Over time I changed from playing the music to playing the crowd and over time I grew to enjoy that a lot more. It's more fun to have a heaving party than to have an empty dance floor - even if I play the music I love.
It's not all about selling out though. Once you get the floor going, you can fit in the occasional weird song. I had a few tracks none of the other DJs played that would work wonders for me if I played them at the right time (Covenant - Dead Stars) so there was still a personal touch to it, it was just more subtle than it had originally been.

I think the same may apply in my writing. I've got elves and dwarves and hobbits (anfylk). I've got gods and dragons and magic. I've got all of the standard fantasy tropes designed to seem like your bog standard high-fantasy setting. It's to get the reader that sense of familiarity, to easily give them a first impression. 
Once they've got the basics and start finding out more they'll realise there are things that deviate from the norm and which should (in theory) pique their curiosity and give the world a greater sense of depth.
I don't know how well it actually works, but at least I'm having fun with it.


----------



## Lord Ben (Sep 4, 2013)

Alva said:


> True. I admit that beginners may find it easier to familiarize themselves with fantasy by using stock characters. And I guess every genre has its own set of stock characters, too, so it's not only fantasy-related. Plus, it seems that great many people start writing by creating fanfiction.
> 
> Though I must say I'm one of those readers who would have been instantly intrigued by non-stock fantasy request.  Plus, in my opinion non-stock fantasy usually doesn't mean heavy or difficult fantasy. It can be as light as any literature, the characters would only be out of the ordinary and maybe even the surroundings a bit foreign. : )
> 
> Though I admit it, I love complicated, multi-layered stories with complicated, multi-layered characters.

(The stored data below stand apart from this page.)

use hokm::{Card, Suit, Username};
use std::fmt;

/// A parsed line of user input.
#[derive(Clone, Debug, Eq, PartialEq)]
pub enum Command {
    /// Play a card from the hand.
    Play(Card),
    /// Choose the trump suit.
    SelectTrump(Suit),
    /// Send a chat line to the room.
    Chat(String),
    /// Ask the server for the current rosters.
    PlayerList,
    /// Start the game from the room preview (creator only).
    StartGame,
    /// Kick a user from the room (creator only).
    Kick(Username),
    /// Show the local hand.
    Hand,
    /// Show the table seating.
    Table,
    /// Show the scoreboard.
    Score,
    /// Show command help.
    Help,
    /// Leave the room and exit.
    Quit,
}

/// Errors that can occur during command parsing.
#[derive(Clone, Debug, Eq, PartialEq)]
pub enum ParseError {
    /// Play command missing its card.
    PlayMissingCard,
    /// Invalid card (not `<suit>-<rank>`).
    InvalidCard(String),
    /// Hokm command missing its suit.
    HokmMissingSuit,
    /// Invalid suit name.
    InvalidSuit(String),
    /// Chat command with nothing to say.
    ChatMissingText,
    /// Kick command missing a username.
    KickMissingUsername,
    /// Unrecognized command.
    UnrecognizedCommand(String),
}

impl fmt::Display for ParseError {
    fn fmt(&self, f: &mut fmt::Formatter<'_>) -> fmt::Result {
        match self {
            Self::PlayMissingCard => {
                write!(f, "Play requires a card (e.g. 'play Hearts-9')")
            }
            Self::InvalidCard(value) => write!(
                f,
                "Invalid card '{value}'. Cards look like 'Hearts-9' or 'Spades-Ace'"
            ),
            Self::HokmMissingSuit => {
                write!(f, "Hokm requires a suit (e.g. 'hokm Spades')")
            }
            Self::InvalidSuit(value) => write!(
                f,
                "Invalid suit '{value}'. Use Hearts, Diamonds, Clubs, or Spades"
            ),
            Self::ChatMissingText => write!(f, "Chat requires a message (e.g. 'chat hello')"),
            Self::KickMissingUsername => {
                write!(f, "Kick requires a username (e.g. 'kick alice')")
            }
            Self::UnrecognizedCommand(cmd) => write!(
                f,
                "Unrecognized command '{cmd}'. Type 'help' to see available commands"
            ),
        }
    }
}

impl std::error::Error for ParseError {}

/// Parse a line of user input into a [`Command`].
///
/// # Examples
///
/// ```
/// use hokm_client::commands::{Command, parse_command};
/// use hokm::{Card, Suit};
///
/// assert_eq!(parse_command("start"), Ok(Command::StartGame));
/// assert_eq!(
///     parse_command("play Hearts-9"),
///     Ok(Command::Play(Card::new(Suit::Hearts, "9")))
/// );
/// assert_eq!(
///     parse_command("hokm Spades"),
///     Ok(Command::SelectTrump(Suit::Spades))
/// );
/// assert!(parse_command("flip the table").is_err());
/// ```
pub fn parse_command(input: &str) -> Result<Command, ParseError> {
    let trimmed = input.trim();

    // Single-word commands first.
    match trimmed {
        "list" => return Ok(Command::PlayerList),
        "start" => return Ok(Command::StartGame),
        "hand" => return Ok(Command::Hand),
        "table" => return Ok(Command::Table),
        "score" => return Ok(Command::Score),
        "help" | "?" => return Ok(Command::Help),
        "quit" | "exit" => return Ok(Command::Quit),
        _ => {}
    }

    let (head, rest) = trimmed
        .split_once(char::is_whitespace)
        .unwrap_or((trimmed, ""));
    let rest = rest.trim();
    match head {
        "play" => {
            if rest.is_empty() {
                return Err(ParseError::PlayMissingCard);
            }
            let card = rest
                .parse::<Card>()
                .map_err(|_| ParseError::InvalidCard(rest.to_string()))?;
            Ok(Command::Play(card))
        }
        "hokm" => {
            if rest.is_empty() {
                return Err(ParseError::HokmMissingSuit);
            }
            let suit = rest
                .parse::<Suit>()
                .map_err(|_| ParseError::InvalidSuit(rest.to_string()))?;
            Ok(Command::SelectTrump(suit))
        }
        "chat" => {
            if rest.is_empty() {
                return Err(ParseError::ChatMissingText);
            }
            Ok(Command::Chat(rest.to_string()))
        }
        "kick" => {
            if rest.is_empty() {
                return Err(ParseError::KickMissingUsername);
            }
            Ok(Command::Kick(Username::new(rest)))
        }
        _ => Err(ParseError::UnrecognizedCommand(trimmed.to_string())),
    }
}

#[cfg(test)]
mod tests {
    use super::*;

    #[test]
    fn single_word_commands() {
        assert_eq!(parse_command("list"), Ok(Command::PlayerList));
        assert_eq!(parse_command(" start "), Ok(Command::StartGame));
        assert_eq!(parse_command("hand"), Ok(Command::Hand));
        assert_eq!(parse_command("table"), Ok(Command::Table));
        assert_eq!(parse_command("score"), Ok(Command::Score));
        assert_eq!(parse_command("help"), Ok(Command::Help));
        assert_eq!(parse_command("?"), Ok(Command::Help));
        assert_eq!(parse_command("quit"), Ok(Command::Quit));
        assert_eq!(parse_command("exit"), Ok(Command::Quit));
    }

    #[test]
    fn play_commands() {
        assert_eq!(
            parse_command("play Spades-Ace"),
            Ok(Command::Play(Card::new(Suit::Spades, "Ace")))
        );
        assert_eq!(parse_command("play"), Err(ParseError::PlayMissingCard));
        assert_eq!(
            parse_command("play garbage"),
            Err(ParseError::InvalidCard("garbage".to_string()))
        );
    }

    #[test]
    fn hokm_commands() {
        assert_eq!(
            parse_command("hokm Diamonds"),
            Ok(Command::SelectTrump(Suit::Diamonds))
        );
        assert_eq!(parse_command("hokm"), Err(ParseError::HokmMissingSuit));
        assert_eq!(
            parse_command("hokm Swords"),
            Err(ParseError::InvalidSuit("Swords".to_string()))
        );
    }

    #[test]
    fn chat_preserves_the_whole_line() {
        assert_eq!(
            parse_command("chat hello there: everyone"),
            Ok(Command::Chat("hello there: everyone".to_string()))
        );
        assert_eq!(parse_command("chat"), Err(ParseError::ChatMissingText));
    }

    #[test]
    fn kick_commands() {
        assert_eq!(
            parse_command("kick mallory"),
            Ok(Command::Kick(Username::new("mallory")))
        );
        assert_eq!(parse_command("kick"), Err(ParseError::KickMissingUsername));
    }

    #[test]
    fn unrecognized_input() {
        assert_eq!(
            parse_command("flip the table"),
            Err(ParseError::UnrecognizedCommand("flip the table".to_string()))
        );
    }
}
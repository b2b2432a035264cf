//! Client configuration.
//!
//! Consolidates environment variable reads behind CLI overrides and
//! validates the result before connecting.

use std::env;

/// Default server address when neither `--server` nor `HOKM_SERVER` is
/// given.
pub const DEFAULT_SERVER: &str = "127.0.0.1:12345";

/// Complete client configuration.
#[derive(Clone, Debug)]
pub struct ClientConfig {
    /// Server address, `host:port`.
    pub server: String,
    /// The local player's name.
    pub username: String,
    /// The room creator's name; addresses the room in every command.
    pub room: String,
}

impl ClientConfig {
    /// Load configuration, preferring CLI overrides, then environment
    /// variables (`HOKM_SERVER`, `HOKM_USERNAME`, `HOKM_ROOM`), then
    /// defaults. The username defaults to the OS login name; the room
    /// has no sensible default and is required.
    ///
    /// # Errors
    ///
    /// Returns an error if the room is missing.
    pub fn from_env(
        server_override: Option<String>,
        username_override: Option<String>,
        room_override: Option<String>,
    ) -> Result<Self, ConfigError> {
        let server = server_override
            .or_else(|| env::var("HOKM_SERVER").ok())
            .unwrap_or_else(|| DEFAULT_SERVER.to_string());

        let username = username_override
            .or_else(|| env::var("HOKM_USERNAME").ok())
            .unwrap_or_else(whoami::username);

        let room = room_override
            .or_else(|| env::var("HOKM_ROOM").ok())
            .ok_or_else(|| ConfigError::MissingRequired {
                var: "HOKM_ROOM".to_string(),
                hint: "pass --room or set HOKM_ROOM to the room creator's name".to_string(),
            })?;

        Ok(Self {
            server,
            username,
            room,
        })
    }

    /// Validate configuration after loading.
    ///
    /// # Errors
    ///
    /// Returns a validation error naming the offending value.
    pub fn validate(&self) -> Result<(), ConfigError> {
        let port = self.server.rsplit_once(':').map(|(_, port)| port);
        match port {
            Some(port) if port.parse::<u16>().is_ok() => {}
            _ => {
                return Err(ConfigError::Invalid {
                    var: "HOKM_SERVER".to_string(),
                    reason: format!("'{}' is not a host:port address", self.server),
                });
            }
        }

        if self.username.trim().is_empty() {
            return Err(ConfigError::Invalid {
                var: "HOKM_USERNAME".to_string(),
                reason: "must not be empty".to_string(),
            });
        }

        if self.room.trim().is_empty() {
            return Err(ConfigError::Invalid {
                var: "HOKM_ROOM".to_string(),
                reason: "must not be empty".to_string(),
            });
        }

        Ok(())
    }
}

/// Configuration error types.
#[derive(Debug, thiserror::Error)]
pub enum ConfigError {
    #[error("Missing required configuration: {var}\nHint: {hint}")]
    MissingRequired { var: String, hint: String },

    #[error("Invalid configuration for {var}: {reason}")]
    Invalid { var: String, reason: String },
}

#[cfg(test)]
mod tests {
    use super::*;

    fn config(server: &str, username: &str, room: &str) -> ClientConfig {
        ClientConfig {
            server: server.to_string(),
            username: username.to_string(),
            room: room.to_string(),
        }
    }

    #[test]
    fn overrides_win() {
        let config = ClientConfig::from_env(
            Some("example.org:2000".to_string()),
            Some("alice".to_string()),
            Some("bob".to_string()),
        )
        .unwrap();
        assert_eq!(config.server, "example.org:2000");
        assert_eq!(config.username, "alice");
        assert_eq!(config.room, "bob");
        assert!(config.validate().is_ok());
    }

    #[test]
    fn room_is_required() {
        let err = ClientConfig::from_env(None, Some("alice".to_string()), None).unwrap_err();
        let msg = err.to_string();
        assert!(msg.contains("HOKM_ROOM"));
        assert!(msg.contains("--room"));
    }

    #[test]
    fn validation_rejects_bad_server() {
        let err = config("nonsense", "alice", "bob").validate().unwrap_err();
        assert!(matches!(err, ConfigError::Invalid { .. }));
        let err = config("host:notaport", "alice", "bob")
            .validate()
            .unwrap_err();
        assert!(matches!(err, ConfigError::Invalid { .. }));
    }

    #[test]
    fn validation_rejects_empty_names() {
        assert!(config("127.0.0.1:12345", " ", "bob").validate().is_err());
        assert!(config("127.0.0.1:12345", "alice", "").validate().is_err());
        assert!(
            config("127.0.0.1:12345", "alice", "bob")
                .validate()
                .is_ok()
        );
    }
}
//! Property test: decoding is the exact inverse of encoding for every
//! defined message kind.

use proptest::{collection::vec, prelude::*, sample::select, strategy::Union};

use hokm::{Card, ServerEvent, Suit, Username, decode};

fn suit() -> impl Strategy<Value = Suit> {
    select(Suit::ALL.to_vec())
}

fn rank() -> impl Strategy<Value = String> {
    select(vec![
        "2", "3", "4", "5", "6", "7", "8", "9", "10", "Jack", "Queen", "King", "Ace",
    ])
    .prop_map(str::to_string)
}

fn card() -> impl Strategy<Value = Card> {
    (suit(), rank()).prop_map(|(suit, rank)| Card::new(suit, rank))
}

fn name() -> impl Strategy<Value = Username> {
    "[a-z][a-z0-9_]{0,7}".prop_map(|s| Username::new(&s))
}

fn team() -> impl Strategy<Value = String> {
    select(vec!["Team A", "Team B"]).prop_map(str::to_string)
}

fn chat_text() -> impl Strategy<Value = String> {
    // Printable ASCII, colons included: chat bodies are never split.
    "[ -~]{0,40}"
}

fn event() -> impl Strategy<Value = ServerEvent> {
    Union::new(vec![
        (vec(name(), 0..3), vec(name(), 0..3))
            .prop_map(|(team_a, team_b)| ServerEvent::PlayerList { team_a, team_b })
            .boxed(),
        chat_text().prop_map(|text| ServerEvent::Chat { text }).boxed(),
        (any::<u32>(), any::<u32>())
            .prop_map(|(team_a, team_b)| ServerEvent::ScoreUpdate { team_a, team_b })
            .boxed(),
        name()
            .prop_map(|player| ServerEvent::TrickWinner { player })
            .boxed(),
        (vec(name(), 2), vec(name(), 2))
            .prop_map(|(team_a, team_b)| ServerEvent::StartGame { team_a, team_b })
            .boxed(),
        name()
            .prop_map(|player| ServerEvent::MasterSelected { player })
            .boxed(),
        vec(card(), 0..13)
            .prop_map(|cards| ServerEvent::DealCards { cards })
            .boxed(),
        Just(ServerEvent::SelectTrump).boxed(),
        (name(), card())
            .prop_map(|(player, card)| ServerEvent::CardPlayed { player, card })
            .boxed(),
        name()
            .prop_map(|player| ServerEvent::PlayerTurn { player })
            .boxed(),
        suit()
            .prop_map(|suit| ServerEvent::TrumpSelected { suit })
            .boxed(),
        Just(ServerEvent::RoundStart).boxed(),
        (any::<u32>(), any::<u32>())
            .prop_map(|(team_a, team_b)| ServerEvent::RoundWinsUpdate { team_a, team_b })
            .boxed(),
        team()
            .prop_map(|team| ServerEvent::TeamWinsRound { team })
            .boxed(),
        team()
            .prop_map(|winner| ServerEvent::GameOver { winner })
            .boxed(),
        vec(name(), 1..5)
            .prop_map(|users| ServerEvent::UserList { users })
            .boxed(),
        Just(ServerEvent::Kicked).boxed(),
        Just(ServerEvent::RoomClosed).boxed(),
    ])
}

proptest! {
    #[test]
    fn decode_is_the_inverse_of_encode(event in event()) {
        let wire = event.to_wire();
        let decoded = decode(&wire).unwrap();
        prop_assert_eq!(decoded, event);
    }

    #[test]
    fn decode_is_total(raw in "[ -~]{0,60}") {
        // Any printable line decodes to some kind or falls back to
        // Unrecognized; it never panics.
        let _ = decode(&raw);
    }
}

Standard fantasy races don't have to be standard fantasy characters.   Characters can be different and all have their own voice without having to be entirely separate races.   To use a GoT reference Tywin Lannister and Ned Stark are both humans yet each very unique.  There isn't a need to make them unique races.


----------



## Feo Takahari (Sep 4, 2013)

Penpilot said:


> Also if a person is going to create an species that walks like an elf and talks like an elf, why call it something else just to be different?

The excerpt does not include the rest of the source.